Какой человек был, просто душа-человек.
Вот этого говорить не следовало. Начавшая успокаиваться графиня разрыдалась пуще прежнего. Губернатор часто заморгал, вынул преогромный платок, по-отечески вытер Зинаиде Дмитриевне лицо, после чего, расчувствовавшись, шумно в него высморкался. Евгений Максимилианович взирал на славянскую несдержанность чувств с некоторой растерянностью.
- Что же это, Влади... Владимир Андре...евич. - Графиня припала к выпяченной корсетом груди князя. - Ведь он меня только на шесть лет старше... У-у-у, - вырвалось у нее не аристократическое, а вполне простонародное, бабье завывание, и Долгорукой совсем скис.
- Голубчик, - гнусавым от переживаний голосом указал он Фандорину поверх русого затылка Зинаиды Дмитриевны. - Вы того... Вы поезжайте. Я побуду тут. Езжайте себе с Фролом, езжайте. Карета пусть после за мной вернется. А вы поговорите там с Евгением Осиповичем. Сами решайте. Видите, какие дела-то...
Всю обратную дорогу Фрол Григорьевич жаловался на интриганов (которых называл "антрегантами") и казнокрадов.
- Ведь что делают, ироды! Кажная тля норовит свой кусок урвать! Хочет торговый человек лавку открыть - к примеру, портками плисовыми торговать. Вроде бы чего проще? Плати городскую подать пятнадцать целковых, да торгуй. Ан нет! Околоточному дай, акцизному дай, врачу санитарному дай! И все мимо казны! А портки - им красная цена рупь с полтиной - уж по трешнице идут. Не Москва, а чистые жунгли.
- Что? - не понял Фандорин.
- Жунгли. Зверь на звере! Или хоть водку взять. Э-э, сударь, с водкой цельная трагедия.
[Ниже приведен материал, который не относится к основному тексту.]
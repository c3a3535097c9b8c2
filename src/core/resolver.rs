use crate::utils::error::CrystallineError;
use serde::{Deserialize, Serialize};
use std::str::FromStr;

#[derive(Debug, Clone, Copy, PartialEq, Eq, Default, Serialize, Deserialize)]
#[serde(rename_all = "snake_case")]
pub enum ResolutionStrategy {
    /// Obligation wins when its weight is at least the prohibition weight.
    #[default]
    StandardWeighted,
    /// Any prohibition vetoes the action.
    StrictSafety,
}

impl FromStr for ResolutionStrategy {
    type Err = CrystallineError;

    fn from_str(s: &str) -> Result<Self, Self::Err> {
        match s.trim().to_ascii_lowercase().replace('-', "_").as_str() {
            "standard_weighted" => Ok(Self::StandardWeighted),
            "strict_safety" => Ok(Self::StrictSafety),
            other => Err(CrystallineError::validation(
                "deontic.strategy",
                format!("Unknown resolution strategy: {}", other),
            )),
        }
    }
}

#[derive(Debug, Clone, PartialEq, Eq)]
pub enum ResolutionResult {
    Allowed(String),
    Denied(String),
}

impl ResolutionResult {
    pub fn is_allowed(&self) -> bool {
        matches!(self, ResolutionResult::Allowed(_))
    }

    pub fn reason(&self) -> &str {
        match self {
            ResolutionResult::Allowed(reason) | ResolutionResult::Denied(reason) => reason,
        }
    }
}

#[derive(Debug, Clone, Default)]
pub struct ConflictResolver {
    strategy: ResolutionStrategy,
}

impl ConflictResolver {
    pub fn new(strategy: ResolutionStrategy) -> Self {
        Self { strategy }
    }

    pub fn strategy(&self) -> ResolutionStrategy {
        self.strategy
    }

    /// Arbitrates between the weight of obligations and prohibitions.
    pub fn resolve(&self, obligation_weight: u32, prohibition_weight: u32) -> ResolutionResult {
        let result = match self.strategy {
            ResolutionStrategy::StandardWeighted => {
                if obligation_weight >= prohibition_weight {
                    ResolutionResult::Allowed("Obligation outweighs Prohibition".to_string())
                } else {
                    ResolutionResult::Denied("Prohibition weight too high".to_string())
                }
            }
            ResolutionStrategy::StrictSafety => {
                if prohibition_weight > 0 {
                    ResolutionResult::Denied(
                        "Strict Safety Mode: Zero-tolerance for prohibitions".to_string(),
                    )
                } else {
                    ResolutionResult::Allowed("No prohibitions detected".to_string())
                }
            }
        };

        tracing::debug!(
            "Resolved O={} P={} under {:?}: {:?}",
            obligation_weight,
            prohibition_weight,
            self.strategy,
            result
        );
        result
    }
}
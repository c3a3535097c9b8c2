//! C ABI, see `include/crystalline.h`.
//!
//! Every entry point returns `1` for success/allowed and `0` for
//! failure/forbidden. Panics never cross the boundary.

use crate::core::deontic::ActionStatus;
use crate::core::kernel::Kernel;
use crate::utils::logger;
use std::ffi::CStr;
use std::os::raw::c_char;
use std::panic::{self, AssertUnwindSafe};
use std::sync::OnceLock;

static KERNEL: OnceLock<Kernel> = OnceLock::new();

fn kernel() -> &'static Kernel {
    KERNEL.get_or_init(Kernel::default_policy)
}

/// Borrows a NUL-terminated UTF-8 string from C.
///
/// # Safety
/// `ptr` must be null or point to a NUL-terminated string that outlives the call.
unsafe fn borrow_c_str<'a>(ptr: *const c_char) -> Option<&'a str> {
    if ptr.is_null() {
        return None;
    }
    CStr::from_ptr(ptr).to_str().ok()
}

fn guarded<F: FnOnce() -> bool>(f: F) -> i32 {
    match panic::catch_unwind(AssertUnwindSafe(f)) {
        Ok(true) => 1,
        Ok(false) => 0,
        Err(_) => {
            tracing::error!("Panic caught at the C boundary");
            0
        }
    }
}

/// Initialise the kernel with the default policy. Idempotent.
#[no_mangle]
pub extern "C" fn crystalline_init() -> i32 {
    guarded(|| {
        if logger::try_init_library_logger() {
            tracing::debug!("Library logger installed");
        }
        let kernel = kernel();
        tracing::info!("Crystalline kernel {} ready", kernel.version);
        true
    })
}

/// Returns 1 if `payload` is compliant (Allowed), 0 if Forbidden or invalid.
///
/// # Safety
/// `payload` must be null or a valid NUL-terminated C string.
#[no_mangle]
pub unsafe extern "C" fn crystalline_check_compliance(payload: *const c_char) -> i32 {
    let Some(payload) = borrow_c_str(payload) else {
        return 0;
    };
    guarded(|| kernel().check_compliance(payload) == ActionStatus::Allowed)
}

/// Returns 1 if `label` names a valid secure partition, 0 otherwise.
///
/// # Safety
/// `label` must be null or a valid NUL-terminated C string.
#[no_mangle]
pub unsafe extern "C" fn crystalline_verify_partition(label: *const c_char) -> i32 {
    let Some(label) = borrow_c_str(label) else {
        return 0;
    };
    guarded(|| kernel().verify_partition(label))
}
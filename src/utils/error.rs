use thiserror::Error;

#[derive(Error, Debug)]
pub enum CrystallineError {
    /// A ZF axiom rejected the input (Extensionality, Regularity, ...).
    #[error("Axiomatic violation ({axiom}): {message}")]
    AxiomaticViolation { axiom: String, message: String },

    /// The action collides with a registered deontic norm.
    #[error("Deontic conflict: {message}")]
    DeonticConflict { message: String },

    /// A specification could not be applied consistently.
    #[error("Logical inconsistency: {message}")]
    LogicalInconsistency { message: String },

    #[error("Validation error on '{field}': {reason}")]
    ValidationError { field: String, reason: String },

    #[error("Configuration error: {message}")]
    ConfigError { message: String },

    #[error("Cryptographic failure: {message}")]
    CryptoError { message: String },

    #[error("IO error: {0}")]
    IoError(#[from] std::io::Error),

    #[error("Serialization error: {0}")]
    SerializationError(#[from] serde_json::Error),

    #[error("CSV report error: {0}")]
    CsvError(#[from] csv::Error),

    #[error("TOML parsing error: {0}")]
    TomlError(#[from] toml::de::Error),
}

#[derive(Debug, Clone, Copy, PartialEq, Eq)]
pub enum ErrorCategory {
    Policy,
    Input,
    Configuration,
    Crypto,
    System,
}

#[derive(Debug, Clone, Copy, PartialEq, Eq, PartialOrd, Ord)]
pub enum ErrorSeverity {
    Medium,
    High,
    Critical,
}

impl ErrorSeverity {
    /// Process exit status reported by the CLI.
    pub fn exit_code(self) -> i32 {
        match self {
            Self::Medium => 2,
            Self::High => 1,
            Self::Critical => 3,
        }
    }
}

impl CrystallineError {
    pub fn axiom(axiom: impl Into<String>, message: impl Into<String>) -> Self {
        Self::AxiomaticViolation {
            axiom: axiom.into(),
            message: message.into(),
        }
    }

    pub fn validation(field: impl Into<String>, reason: impl Into<String>) -> Self {
        Self::ValidationError {
            field: field.into(),
            reason: reason.into(),
        }
    }

    pub fn config(message: impl Into<String>) -> Self {
        Self::ConfigError {
            message: message.into(),
        }
    }

    pub fn crypto(message: impl Into<String>) -> Self {
        Self::CryptoError {
            message: message.into(),
        }
    }

    pub fn category(&self) -> ErrorCategory {
        match self {
            Self::AxiomaticViolation { .. }
            | Self::DeonticConflict { .. }
            | Self::LogicalInconsistency { .. } => ErrorCategory::Policy,
            Self::ValidationError { .. } => ErrorCategory::Input,
            Self::ConfigError { .. } | Self::TomlError(_) => ErrorCategory::Configuration,
            Self::CryptoError { .. } => ErrorCategory::Crypto,
            Self::IoError(_) | Self::SerializationError(_) | Self::CsvError(_) => {
                ErrorCategory::System
            }
        }
    }

    pub fn severity(&self) -> ErrorSeverity {
        match self.category() {
            ErrorCategory::Policy => ErrorSeverity::High,
            ErrorCategory::Input | ErrorCategory::Configuration => ErrorSeverity::High,
            ErrorCategory::Crypto => ErrorSeverity::Medium,
            ErrorCategory::System => ErrorSeverity::Critical,
        }
    }

    pub fn recovery_suggestion(&self) -> &'static str {
        match self {
            Self::AxiomaticViolation { .. } => {
                "Inspect the payload or transition for self references, replays or empty sets"
            }
            Self::DeonticConflict { .. } => "Review the norms registered in the policy file",
            Self::LogicalInconsistency { .. } => {
                "Check for duplicate partitions or contradictory predicates"
            }
            Self::ValidationError { .. } => "Correct the highlighted field and retry",
            Self::ConfigError { .. } | Self::TomlError(_) => {
                "Verify the policy TOML file against the documented sections"
            }
            Self::CryptoError { .. } => {
                "Make sure the recipient proof matches the one used for sealing"
            }
            Self::IoError(_) => "Check that the file exists and the path is writable",
            Self::SerializationError(_) => "Ensure the input is a JSON array of audit requests",
            Self::CsvError(_) => "Check the output directory and retry the audit",
        }
    }

    pub fn user_friendly_message(&self) -> String {
        match self.category() {
            ErrorCategory::Policy => format!("Request rejected by policy: {}", self),
            ErrorCategory::Input => format!("Invalid input: {}", self),
            ErrorCategory::Configuration => format!("Configuration problem: {}", self),
            ErrorCategory::Crypto => format!("Sealing failed: {}", self),
            ErrorCategory::System => format!("System error: {}", self),
        }
    }
}

pub type Result<T> = std::result::Result<T, CrystallineError>;

#[cfg(test)]
mod tests {
    use super::*;

    #[test]
    fn test_policy_errors_are_high_severity() {
        let err = CrystallineError::axiom("regularity", "node is its own parent");
        assert_eq!(err.category(), ErrorCategory::Policy);
        assert_eq!(err.severity(), ErrorSeverity::High);
        assert!(err.to_string().contains("regularity"));
    }

    #[test]
    fn test_io_errors_are_critical() {
        let err: CrystallineError =
            std::io::Error::new(std::io::ErrorKind::NotFound, "missing").into();
        assert_eq!(err.category(), ErrorCategory::System);
        assert_eq!(err.severity(), ErrorSeverity::Critical);
        assert!(err.user_friendly_message().starts_with("System error"));
    }

    #[test]
    fn test_every_severity_exits_non_zero() {
        assert_eq!(CrystallineError::crypto("tag mismatch").severity().exit_code(), 2);
        assert_eq!(CrystallineError::validation("label", "empty").severity().exit_code(), 1);
        assert_eq!(CrystallineError::config("missing").severity().exit_code(), 1);
        let io: CrystallineError = std::io::Error::other("disk").into();
        assert_eq!(io.severity().exit_code(), 3);
    }
}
Вот я вам расскажу...
И последовала драматическая история о том, как торговцы в нарушение всех божеских и человеческих законов покупают у акцизных чиновников гербовые марки по копейке за штуку и лепят их на бутылки с самогонкой, выдавая ее за казенный продукт. Эраст Петрович не знал, что на это сказать, но, к счастью, его участия в разговоре, кажется, и не требовалось.
Когда карета, грохоча по брусчатке, подъехала к парадному входу в губернаторскую резиденцию, Ведищев оборвал свою филиппику на полуслове:
- Вы ступайте себе прямо в кабинет. Полицмейстер уж, поди, заждался. А я по делам. - И с неожиданной для его лет и важных бакенбард резвостью юркнул куда-то и боковой коридорчик.
Разговор с глазу на глаз получился удачный, профессиональный. Фандорин и Караченцев понимали друг друга с полуслова, и это грело душу обоим.
Генерал расположился в кресле у окна, Эраст Петрович сел напротив на бархатный стул.
- Давайте я вам сначала про герра Кнабе, - начал Евгений Осипович, держа наготове папку, однако до поры до времени в нее не заглядывая. - Личность мне хорошо известная. Просто не желал при таком скоплении. - Он выразительно покривил губы, и Фандорин понял, что это намек на Хуртинского. Генерал похлопал по своей папке. - У меня тут секретный циркуляр еще от прошлого года. Из Департамента, из Третьего делопроизводства, которое, как вам известно, ведает всеми политическими делами, предписывают приглядывать за Гансом-Георгом Кнабе, Чтобы не зарывался.
Эраст Петрович вопросительно склонил голову набок.
- Шпион, - пояснил обер-полицеймейстер. - По нашим сведениям, капитан германского генштаба. Резидент кайзерской разведки в Москве. Зная это, я поверил вашему рассказу сразу и безоговорочно.
- Не берете, п-потому что лучше известный резидент, чем неизвестный? - не столько спросил, сколько уточнил коллежский асессор.
- Именно. Да и есть свои правила дипломатического приличия. Ну, арестую я его, вышлю. И что? Немцы тут же какого-нибудь нашего вышлют. Кому это нужно? Трогать резидентов без особого на то распоряжения не положено. Однако данный случай переходит все границы джентльменства.
Эраст Петрович от такого understatement <Недостаточно сильное высказывание (англ.)> поневоле улыбнулся:
- Мягко говоря, да. Улыбнулся и генерал.